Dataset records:
========================================
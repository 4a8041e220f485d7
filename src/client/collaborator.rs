//! # Async Collaborator Client
//!
//! Generic submit-then-poll client used for every stage collaborator. Only
//! the submit payload shape and result field names differ between stages;
//! those live in the stage parsers, not here.
//!
//! Submit: POST with bounded timeout, retried with exponential backoff on
//! transport errors and 5xx. A `200` is a finished synchronous result; a
//! `202` carries `{task_id, status_url}` and starts the polling loop.

use reqwest::{StatusCode, Url};
use serde::Deserialize;
use serde_json::Value;
use tokio::time::{sleep, Instant};
use tracing::{debug, warn};

use crate::config::HttpClientConfig;
use crate::constants::headers;
use crate::orchestration::errors::{LogicalErrorKind, OrchestrationError, OrchestrationResult};

/// Correlation headers attached to every submit request.
#[derive(Debug, Clone, Copy)]
pub struct CallHeaders<'a> {
    pub idempotency_key: &'a str,
    pub workflow_id: Option<&'a str>,
}

#[derive(Debug, Deserialize)]
struct SubmitAccepted {
    task_id: String,
    status_url: String,
}

#[derive(Debug, Deserialize)]
struct PollBody {
    status: String,
    #[serde(default)]
    result: Option<Value>,
    #[serde(default)]
    error: Option<Value>,
}

#[derive(Clone)]
pub struct AsyncCollaboratorClient {
    http: reqwest::Client,
    config: HttpClientConfig,
}

impl AsyncCollaboratorClient {
    pub fn new(config: HttpClientConfig) -> OrchestrationResult<Self> {
        let http = reqwest::Client::builder()
            .timeout(config.request_timeout())
            .build()
            .map_err(|e| OrchestrationError::Configuration {
                config_source: "http_client".to_string(),
                reason: format!("failed to build HTTP client: {e}"),
            })?;
        Ok(Self { http, config })
    }

    /// Submit a unit of work and wait for its result.
    pub async fn call(
        &self,
        submit_url: &str,
        payload: &Value,
        call_headers: CallHeaders<'_>,
    ) -> OrchestrationResult<Value> {
        let response = self
            .submit_with_retry(submit_url, payload, call_headers)
            .await?;
        let status = response.status();

        match status {
            // Synchronous/cached path: the body is the result.
            StatusCode::OK => {
                response
                    .json::<Value>()
                    .await
                    .map_err(|e| OrchestrationError::CollaboratorLogical {
                        kind: LogicalErrorKind::Malformed,
                        message: format!("collaborator 200 body was not JSON: {e}"),
                        detail: Value::Null,
                    })
            }
            StatusCode::ACCEPTED => {
                let body: Value = response.json().await.map_err(|e| {
                    OrchestrationError::CollaboratorLogical {
                        kind: LogicalErrorKind::Malformed,
                        message: format!("collaborator 202 body was not JSON: {e}"),
                        detail: Value::Null,
                    }
                })?;
                let accepted: SubmitAccepted =
                    serde_json::from_value(body.clone()).map_err(|e| {
                        OrchestrationError::CollaboratorLogical {
                            kind: LogicalErrorKind::Malformed,
                            message: format!("collaborator 202 body missing task handle: {e}"),
                            detail: body,
                        }
                    })?;
                let status_url = resolve_status_url(submit_url, &accepted.status_url)?;
                debug!(
                    remote_task_id = %accepted.task_id,
                    status_url = %status_url,
                    "collaborator accepted work, polling"
                );
                self.poll(status_url, &accepted.task_id).await
            }
            other => {
                let body = response.text().await.unwrap_or_default();
                Err(OrchestrationError::CollaboratorRequest {
                    url: submit_url.to_string(),
                    status: other.as_u16(),
                    body,
                })
            }
        }
    }

    async fn submit_with_retry(
        &self,
        submit_url: &str,
        payload: &Value,
        call_headers: CallHeaders<'_>,
    ) -> OrchestrationResult<reqwest::Response> {
        let max_retries = self.config.max_retries;
        let mut attempt: u32 = 0;

        loop {
            let mut request = self
                .http
                .post(submit_url)
                .header(headers::IDEMPOTENCY_KEY, call_headers.idempotency_key)
                .json(payload);
            if let Some(workflow_id) = call_headers.workflow_id {
                request = request.header(headers::WORKFLOW_ID, workflow_id);
            }

            let failure_reason = match request.send().await {
                Ok(response) if response.status().is_server_error() => {
                    format!("server error {}", response.status())
                }
                Ok(response) => return Ok(response),
                Err(e) => e.to_string(),
            };

            if attempt >= max_retries {
                return Err(OrchestrationError::CollaboratorUnavailable {
                    url: submit_url.to_string(),
                    attempts: attempt + 1,
                    reason: failure_reason,
                });
            }

            let delay = self.config.backoff_delay(attempt);
            warn!(
                url = %submit_url,
                attempt = attempt + 1,
                delay_ms = delay.as_millis() as u64,
                reason = %failure_reason,
                "collaborator submit failed, backing off"
            );
            sleep(delay).await;
            attempt += 1;
        }
    }

    async fn poll(&self, status_url: Url, remote_task_id: &str) -> OrchestrationResult<Value> {
        let poll_interval = self.config.poll_interval();
        let poll_timeout = self.config.poll_timeout();
        let deadline = Instant::now() + poll_timeout;

        loop {
            match self.http.get(status_url.clone()).send().await {
                Ok(response) if response.status().is_success() => {
                    let body: PollBody = response.json().await.map_err(|e| {
                        OrchestrationError::CollaboratorLogical {
                            kind: LogicalErrorKind::Malformed,
                            message: format!("status body for task {remote_task_id} invalid: {e}"),
                            detail: Value::Null,
                        }
                    })?;
                    match body.status.to_ascii_uppercase().as_str() {
                        "SUCCESS" => return Ok(body.result.unwrap_or(Value::Null)),
                        "FAILURE" => {
                            return Err(OrchestrationError::CollaboratorLogical {
                                kind: LogicalErrorKind::Error,
                                message: format!("remote task {remote_task_id} failed"),
                                detail: body.error.or(body.result).unwrap_or(Value::Null),
                            })
                        }
                        // PENDING / PROCESSING: keep waiting.
                        _ => {}
                    }
                }
                Ok(response) => {
                    warn!(
                        remote_task_id = %remote_task_id,
                        status = %response.status(),
                        "status poll returned non-success, retrying"
                    );
                }
                Err(e) => {
                    warn!(
                        remote_task_id = %remote_task_id,
                        error = %e,
                        "status poll transport error, retrying"
                    );
                }
            }

            if Instant::now() + poll_interval >= deadline {
                return Err(OrchestrationError::PollingTimeout {
                    remote_task_id: remote_task_id.to_string(),
                    timeout: poll_timeout,
                });
            }
            sleep(poll_interval).await;
        }
    }
}

/// Resolve a possibly-relative status URL against the submit URL.
fn resolve_status_url(submit_url: &str, status_url: &str) -> OrchestrationResult<Url> {
    let base = Url::parse(submit_url).map_err(|e| OrchestrationError::Validation {
        field: "submit_url".to_string(),
        reason: format!("{submit_url}: {e}"),
    })?;
    base.join(status_url).map_err(|e| OrchestrationError::Validation {
        field: "status_url".to_string(),
        reason: format!("{status_url}: {e}"),
    })
}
========================================
_TASK INSTRUCTIONS_:
What is the number of lines in the records that include "base"? Answer with that number alone.

_PROBLEM SOLUTION_:
2